Le 1er février 1954, l’Abbé Pierre lançait un appel déchirant appelant à l’insurrection de la bonté. Il ressurgit aujourd’hui dans mon esprit tel un phare d’espérance pour des millions de Français vivant une situation de précarité, pour notre classe moyenne prise en otage, pour tous ceux qui souffrent de l’insécurité économique. Cette voix capitale et déchirante résonne tel un partage de bienveillance dans l’espoir de jours heureux pour chacun.

Aujourd’hui j’ai un grave besoin de dessiner un mouton….soixante-quatre ans plus tard, les menottes de l’incertitude économique, les chaînes du déclassement sont des problèmes préoccupant douloureusement la vie des Français…soixante-quatre ans plus tard, la moitié des Français vivent sur un îlot de crainte du lendemain au milieu d’un vaste océan de prospérité matérielle…soixante-quatre ans plus tard 50% des Français vivent avec moins de 1 600 euros par mois (alors que le salaire mensuel brut des cheminots est à 3467,86 euros hors primes et avantages -2015-) et se retrouvent exilés dans leur propre pays…soixante-quatre ans plus tard, 8,5 millions de pauvres, 14%de la population française, 3 millions d’enfants pauvres…oui, dessine-moi un mouton…
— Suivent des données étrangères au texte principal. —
//! `waypoint open` – resolve, then gate display on the liveness probe.

use anyhow::Result;
use waypoint_core::config::WaypointConfig;
use waypoint_core::display::DisplayGate;
use waypoint_core::http::HttpClient;
use waypoint_core::prefs::PrefsDb;

use super::resolve::resolve;

pub async fn run_open(prefs: &PrefsDb, client: &HttpClient, cfg: &WaypointConfig) -> Result<()> {
    let resolution = resolve(prefs, client, cfg).await?;
    let Some(target) = resolution.target_link else {
        println!("no target link ({})", resolution.state.as_str());
        return Ok(());
    };

    let gate = DisplayGate::new(client.clone());
    let verdict = gate.check(&target).await;
    if gate.is_display_permitted() {
        println!("display {target} ({verdict})");
    }
    Ok(())
}
//! CLI for the Waypoint link resolution client.
//!
//! One invocation is one cold start: the flow only runs when a command asks for it.

mod commands;

use anyhow::Result;
use clap::{CommandFactory, Parser, Subcommand};
use clap_complete::Shell;
use std::sync::Arc;
use waypoint_core::config;
use waypoint_core::http::{CurlTransport, HttpClient};
use waypoint_core::prefs::PrefsDb;

use commands::{run_completions, run_open, run_push_token, run_resolve, run_state};

/// Top-level CLI for Waypoint.
#[derive(Debug, Parser)]
#[command(name = "waypoint")]
#[command(about = "Waypoint: resolve, cache and probe the shell's target link", long_about = None)]
pub struct Cli {
    #[command(subcommand)]
    pub command: CliCommand,
}

#[derive(Debug, Subcommand)]
pub enum CliCommand {
    #[command(flatten)]
    Store(StoreCommand),

    /// Print shell completions to stdout.
    Completions {
        /// Target shell.
        #[arg(value_enum)]
        shell: Shell,
    },
}

/// Commands that open the prefs store and share one HTTP client.
#[derive(Debug, Subcommand)]
pub enum StoreCommand {
    /// Run the link resolution flow once and print the end state.
    Resolve,

    /// Resolve, then probe the target link and report whether it may be displayed.
    Open,

    /// Show all persisted keys.
    State,

    /// Store the externally supplied push token.
    PushToken {
        /// Token sent as `firebase_push_token` on later calls.
        token: String,
    },
}

impl CliCommand {
    pub async fn run_from_args() -> Result<()> {
        let cli = Cli::parse();

        let command = match cli.command {
            CliCommand::Completions { shell } => {
                run_completions(shell, &mut Cli::command());
                return Ok(());
            }
            CliCommand::Store(command) => command,
        };

        let cfg = config::load_or_init()?;
        tracing::debug!("loaded config: {:?}", cfg);
        let prefs = PrefsDb::open_default(&cfg.namespace).await?;
        // Captured once; every call of this run shares it.
        let client = HttpClient::new(
            Arc::new(CurlTransport::new(&cfg.http())),
            &cfg.user_agent(),
        );

        match command {
            StoreCommand::Resolve => run_resolve(&prefs, &client, &cfg).await?,
            StoreCommand::Open => run_open(&prefs, &client, &cfg).await?,
            StoreCommand::State => run_state(&prefs).await?,
            StoreCommand::PushToken { token } => run_push_token(&prefs, &token).await?,
        }

        prefs.close().await;
        Ok(())
    }
}

#[cfg(test)]
mod tests;
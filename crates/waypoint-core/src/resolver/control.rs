//! Resolution and refresh: calls against the discovered control endpoint.

use anyhow::Result;

use super::{LinkResolver, CLIENT_ID_PLACEHOLDER, PUSH_TOKEN_PLACEHOLDER};
use crate::http::{with_query, CallError, HttpRequest};
use crate::link::{decode_link_response, LinkResponse, CLIENT_UUID_HEADER, JSON_CONTENT_TYPE};
use crate::prefs::PrefKey;

impl LinkResolver {
    /// First resolution of the target link. Aborts without a call when no endpoint is stored.
    pub(super) async fn resolve_target(&self) -> Result<()> {
        let Some(endpoint) = self.prefs.get_non_empty(PrefKey::ControlEndpoint).await? else {
            tracing::warn!("no control endpoint; resolution skipped");
            return Ok(());
        };
        let push_token = self.push_token().await?;

        let Some(url) = with_query(&endpoint, &[("firebase_push_token", push_token.as_str())])
        else {
            tracing::error!(control_endpoint = %endpoint, "invalid control endpoint URL");
            return Ok(());
        };

        let request = HttpRequest::post(url).header("Content-Type", JSON_CONTENT_TYPE);
        match self.fetch_link_response(request).await {
            Ok(resp) => {
                if let Some(client_id) = resp.client_id.as_deref() {
                    tracing::info!(client_id, "storing client id");
                    self.prefs.put(PrefKey::ClientId, client_id).await?;
                }
                self.store_target("resolution", resp.response).await?;
            }
            Err(e) => tracing::warn!(
                error = %e,
                timeout = e.is_timeout(),
                "resolution failed; nothing stored"
            ),
        }
        Ok(())
    }

    /// Opportunistic refresh of an existing target link.
    ///
    /// No rediscovery happens here: an empty control endpoint means no call.
    pub(super) async fn refresh(&self) -> Result<()> {
        let Some(endpoint) = self.prefs.get_non_empty(PrefKey::ControlEndpoint).await? else {
            tracing::warn!("no control endpoint; refresh skipped");
            return Ok(());
        };
        let client_id = self
            .prefs
            .get_non_empty(PrefKey::ClientId)
            .await?
            .unwrap_or_else(|| CLIENT_ID_PLACEHOLDER.to_string());
        let push_token = self.push_token().await?;
        let installation_id = self
            .prefs
            .get_non_empty(PrefKey::InstallationId)
            .await?
            .unwrap_or_else(|| CLIENT_ID_PLACEHOLDER.to_string());

        let Some(url) = with_query(
            &endpoint,
            &[
                ("client_id", client_id.as_str()),
                ("firebase_push_token", push_token.as_str()),
            ],
        ) else {
            tracing::error!(control_endpoint = %endpoint, "invalid control endpoint URL");
            return Ok(());
        };

        let request = HttpRequest::post(url)
            .header("Content-Type", JSON_CONTENT_TYPE)
            .header(CLIENT_UUID_HEADER, installation_id);

        match self.fetch_link_response(request).await {
            Ok(resp) => self.store_target("refresh", resp.response).await?,
            Err(e) => tracing::warn!(
                error = %e,
                timeout = e.is_timeout(),
                "refresh failed; target link unchanged"
            ),
        }
        Ok(())
    }

    async fn push_token(&self) -> Result<String> {
        Ok(self
            .prefs
            .get_non_empty(PrefKey::PushToken)
            .await?
            .unwrap_or_else(|| PUSH_TOKEN_PLACEHOLDER.to_string()))
    }

    async fn fetch_link_response(&self, request: HttpRequest) -> Result<LinkResponse, CallError> {
        let resp = self.client.send(request).await?.error_for_status()?;
        decode_link_response(&resp.body)
    }
}
//! CLI parse tests.

use super::{Cli, CliCommand};
use clap::Parser;

pub(super) fn parse(args: &[&str]) -> CliCommand {
    let cli = Cli::try_parse_from(args).unwrap();
    cli.command
}
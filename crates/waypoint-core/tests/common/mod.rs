pub mod http_stub;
Ce sont les raisons qui me poussent à mettre face à face une condition humaine honteuse pour notre pays et une grève indécente de privilégiés. Les syndicats doivent assumer la responsabilité d’une nouvelle crise sociale. Il est d’actualité de faire fi des problèmes d’égo ou d’un besoin personnel de sur protection sociale. Il leur faudra répondre aux entreprises qui sombreront, il leur faudra répondre aux femmes et aux hommes licenciés, il leur faudra justifier en toute conscience les fondements de leurs revendications.

L’économiste peut apporter un éclairage chiffré : perte de 20 millions par jour pour la SNCF sur le crédit des impôts des Français, perte de 10 milliards en 3 mois pour la France par le blocage perlé des flux de production selon l’analyse de la grève de 1995 (300 millions estimés par jour non ouvré à l’époque pour l’économie française) – en incluant tous les couts indus réels- impact pouvant ce jour être estimé entre 0.8 à 0.5 de PIB. Les conséquences sont un blocage net de la croissance française suivie par une augmentation du chômage et une mise en faillite de PMEs et PMIs fragilisées et sans doute de certains grands groupes.

Quand les architectes de notre République ont magnifiquement rédigé notre Constitution, ils signaient un chèque dont chaque Français devait hériter. Ce chèque était une promesse qu’à tous les hommes, aux salariés et aux entrepreneurs et aux cheminots, seraient garantis les droits inaliénables de la vie, de la liberté et de la quête du bonheur.

Il est évident aujourd’hui que les cheminots ont manqué à leurs promesses à l’égard des autres citoyens. Au lieu d’honorer son obligation sacrée, le cheminot a délivré aujourd’hui un chèque en bois, qui est revenu avec l’inscription “ provisions insuffisantes pour raison de sauvegarde de mes privilèges ”.

Mais je refuse de croire qu’il n’y a pas de quoi honorer ce chèque dans les vastes coffres de la chance, en notre pays alors que le cadre économique change. Aussi, suis-je de ceux qui veulent encaisser ce chèque de la réorganisation, de la levée de la noblesse « cheminale », un chèque qui nous donnera sur simple présentation les richesses d’un transport nouveau et la sécurité de la justice sociale.

Ce n’est pas le moment de laisser tiédir notre volonté commune d’équité sociale, nous ne voulons pas des tranquillisants des demi-mesures.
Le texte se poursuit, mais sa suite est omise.